One of the opening messages of the conference was delivered by Honourable Jill Dunlop.
“When the average person thinks of a skilled trades worker, they often think of men operating heavy machinery, or a male plumber, or typical construction sites full of men. They also think that it is just hard labour and there is no place for women in jobs like that. But that is simply not true,” said Dunlop.
She encouraged young women to pursue their passions, regardless of societal views.
“Whatever your interest is, young women like you can do anything.”
The conference featured a mentor panel, moderated by Lana Norton, executive director and founder at Women of Powerline Technicians, where women working in skilled trades and technologies shared their journeys and experiences.
Panelists included: Elizabeth Moses, Machinist at Harbour Technologies and Trade Ambassador for FIRST Robotics Canada; Shannon Jones, VP of Field Operations for WSPS; Dessy Li, Robotics Technician at Magna International, Plastcoat; Heather Bensen, Cambrian College alumni of the Electrical Technology program and Governor General’s award winner; and Jody Parrack, Department Leader at Magna International.
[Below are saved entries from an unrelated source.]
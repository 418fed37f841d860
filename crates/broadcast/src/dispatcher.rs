//! Fire-and-forget publication of broadcast events.

use tracing::{debug, warn};

use larder_events::{Event, EventBus};

use crate::event::{BroadcastEvent, ChannelMessage};

/// Publishes broadcast events to their channels over any [`EventBus`].
///
/// Delivery is best-effort, at-most-once. Publication must run strictly
/// after the owning unit of work has committed; a publish failure is logged
/// and swallowed, never propagated as a domain error.
pub struct BroadcastDispatcher<B> {
    bus: B,
}

impl<B> BroadcastDispatcher<B>
where
    B: EventBus<ChannelMessage>,
{
    pub fn new(bus: B) -> Self {
        Self { bus }
    }

    /// Publish one event. Infallible by design; the transport error, if any,
    /// ends up in the log.
    pub fn publish(&self, event: &BroadcastEvent) {
        let message = event.to_message();
        let channel = message.channel.clone();
        match self.bus.publish(message) {
            Ok(()) => debug!(channel, event = event.event_type(), "broadcast published"),
            Err(e) => warn!(
                channel,
                event = event.event_type(),
                error = ?e,
                "broadcast publish failed"
            ),
        }
    }

    /// Publish a batch of events in order.
    pub fn publish_all<'a>(&self, events: impl IntoIterator<Item = &'a BroadcastEvent>) {
        for event in events {
            self.publish(event);
        }
    }
}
The panelists discussed various topics including why there are so few women in trades and technologies. They explained how lack of female exposure and inaccurate stereotypes have all played a part in why females are reluctant to work in the trades.
They encouraged women to pursue their dreams and regardless of what other people think.
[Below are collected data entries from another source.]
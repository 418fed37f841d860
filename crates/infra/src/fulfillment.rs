//! Order fulfillment: consume materials per recipe when an order completes.
//!
//! Triggered by the task queue with at-least-once delivery, so the whole
//! workflow is idempotent: an order that was already inventory-processed is
//! skipped outright. Facts collected during the units of work are dispatched
//! only after everything has committed.

use std::sync::Arc;

use chrono::{DateTime, Utc};
use rust_decimal::Decimal;
use tracing::{debug, info, warn};

use larder_core::{DomainError, DomainResult, MaterialId, OrderId};
use larder_events::{EventDispatcher, Outbox};
use larder_inventory::BatchAllocation;
use larder_orders::{OrderEvent, OrderInventoryProcessed};

use crate::alerting;
use crate::events::CoreEvent;
use crate::store::{AlertStore, CatalogStore, InventoryStore, OrderStore};

/// What to do when a material cannot cover its requirement.
#[derive(Debug, Copy, Clone, PartialEq, Eq)]
pub enum ShortfallPolicy {
    /// Undo every consumption made for this order and fail the call.
    Abort,
    /// Skip the affected material, record the shortfall, and continue.
    RecordAndContinue,
}

/// A requirement one material could not cover (both values in stock units).
#[derive(Debug, Clone, PartialEq, Eq)]
pub struct Shortfall {
    pub material_id: MaterialId,
    pub requested: Decimal,
    pub available: Decimal,
}

/// What an order's fulfillment actually did.
#[derive(Debug, Clone, PartialEq, Eq)]
pub struct FulfillmentReport {
    pub order_id: OrderId,
    /// Per-material allocations, in processing order.
    pub consumed: Vec<(MaterialId, Vec<BatchAllocation>)>,
    /// Shortfalls recorded under [`ShortfallPolicy::RecordAndContinue`].
    pub shortfalls: Vec<Shortfall>,
    /// Per-material failures other than shortfalls, recorded instead of
    /// aborting the remaining materials.
    pub errors: Vec<(MaterialId, String)>,
    /// True when the order had already been processed and nothing ran.
    pub skipped: bool,
}

/// Consumes materials for completed orders.
pub struct FulfillmentService<I, A, C, O> {
    inventory: I,
    alerts: A,
    catalog: C,
    orders: O,
    events: Arc<EventDispatcher<CoreEvent>>,
}

impl<I, A, C, O> FulfillmentService<I, A, C, O>
where
    I: InventoryStore,
    A: AlertStore,
    C: CatalogStore,
    O: OrderStore,
{
    pub fn new(
        inventory: I,
        alerts: A,
        catalog: C,
        orders: O,
        events: Arc<EventDispatcher<CoreEvent>>,
    ) -> Self {
        Self {
            inventory,
            alerts,
            catalog,
            orders,
            events,
        }
    }

    /// Run inventory consumption for one completed order.
    ///
    /// Under [`ShortfallPolicy::Abort`] the first shortfall (or any other
    /// per-material failure) undoes everything already consumed for this
    /// order and surfaces the error. Under
    /// [`ShortfallPolicy::RecordAndContinue`] each material is an
    /// independent unit of work; failures land in the report and the order
    /// is still marked processed.
    pub fn process_order(
        &self,
        order_id: OrderId,
        policy: ShortfallPolicy,
        now: DateTime<Utc>,
    ) -> DomainResult<FulfillmentReport> {
        let (order, items) = self.orders.snapshot(order_id)?;

        if order.is_inventory_processed() {
            debug!(%order_id, "order already inventory-processed, skipping");
            return Ok(FulfillmentReport {
                order_id,
                consumed: Vec::new(),
                shortfalls: Vec::new(),
                errors: Vec::new(),
                skipped: true,
            });
        }
        if !order.status.triggers_fulfillment() {
            return Err(DomainError::validation(
                "inventory consumption requires a completed or paid order",
            ));
        }

        // Total requirement per material, in recipe units, across all items.
        let mut requirements: Vec<(MaterialId, Decimal)> = Vec::new();
        for item in &items {
            let Some(recipe) = self.catalog.recipe_for_product(item.product_id)? else {
                debug!(product_id = %item.product_id, "product has no recipe, nothing to consume");
                continue;
            };
            for (material_id, quantity) in recipe.requirements(Decimal::from(item.quantity)) {
                match requirements.iter_mut().find(|(id, _)| *id == material_id) {
                    Some((_, total)) => *total += quantity,
                    None => requirements.push((material_id, quantity)),
                }
            }
        }

        let mut outbox: Outbox<CoreEvent> = Outbox::new();
        let mut consumed: Vec<(MaterialId, Vec<BatchAllocation>)> = Vec::new();
        let mut shortfalls = Vec::new();
        let mut errors = Vec::new();

        for (material_id, recipe_quantity) in requirements {
            let result = self.inventory.with_material(material_id, |material, batches| {
                let needed = material.to_stock_units(recipe_quantity);
                larder_inventory::consume(material, batches, needed, now)
            });

            match result {
                Ok(consumption) => {
                    outbox.record_all(consumption.events.iter().cloned().map(CoreEvent::from));
                    consumed.push((material_id, consumption.allocations));
                    alerting::evaluate_and_apply(
                        &self.inventory,
                        &self.alerts,
                        material_id,
                        now,
                        &mut outbox,
                    )?;
                }
                Err(err) => match (policy, &err) {
                    (ShortfallPolicy::Abort, _) => {
                        self.undo(&consumed);
                        return Err(err);
                    }
                    (
                        ShortfallPolicy::RecordAndContinue,
                        DomainError::InsufficientStock {
                            requested,
                            available,
                        },
                    ) => {
                        warn!(
                            %material_id,
                            %requested,
                            %available,
                            "insufficient stock, recording shortfall and continuing"
                        );
                        shortfalls.push(Shortfall {
                            material_id,
                            requested: *requested,
                            available: *available,
                        });
                    }
                    (ShortfallPolicy::RecordAndContinue, _) => {
                        warn!(%material_id, error = %err, "material unit of work failed, continuing");
                        errors.push((material_id, err.to_string()));
                    }
                },
            }
        }

        self.orders.with_order(order_id, |order, _items| {
            order.mark_inventory_processed();
            Ok(())
        })?;
        outbox.record(CoreEvent::Order(OrderEvent::OrderInventoryProcessed(
            OrderInventoryProcessed {
                order_id,
                occurred_at: now,
            },
        )));

        // Everything is committed; fan the facts out.
        let dispatched = outbox.flush_into(&self.events);
        info!(
            %order_id,
            materials = consumed.len(),
            shortfalls = shortfalls.len(),
            dispatched,
            "order inventory processed"
        );

        Ok(FulfillmentReport {
            order_id,
            consumed,
            shortfalls,
            errors,
            skipped: false,
        })
    }

    /// Compensate committed consumptions after a mid-order failure.
    fn undo(&self, consumed: &[(MaterialId, Vec<BatchAllocation>)]) {
        for (material_id, allocations) in consumed {
            let result = self.inventory.with_material(*material_id, |material, batches| {
                larder_inventory::restore(material, batches, allocations);
                Ok(())
            });
            if let Err(err) = result {
                warn!(%material_id, error = %err, "failed to restore consumption during abort");
            }
        }
    }
}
“Just believe in yourself,” said Jones.
“Don’t be afraid to try,” added Parrack.
The event concluded with closing remarks from Carla Carmichael, Vice President of Nuclear Decommissioning Strategy, OPG. Where she encouraged women to pursue a career in trades and technologies to help contribute to a greener future.
“I’m very happy we had this opportunity to connect virtually to encourage, enlighten and empower each other. Now more than ever it’s important for young women to feel empowered to grasp the opportunities before them in skilled trades and fill a major need for Ontario, as we work to solve major challenges like climate change. We will rely on all of you and your skills, insights and talents to help secure our clean energy future,” said Carmichael.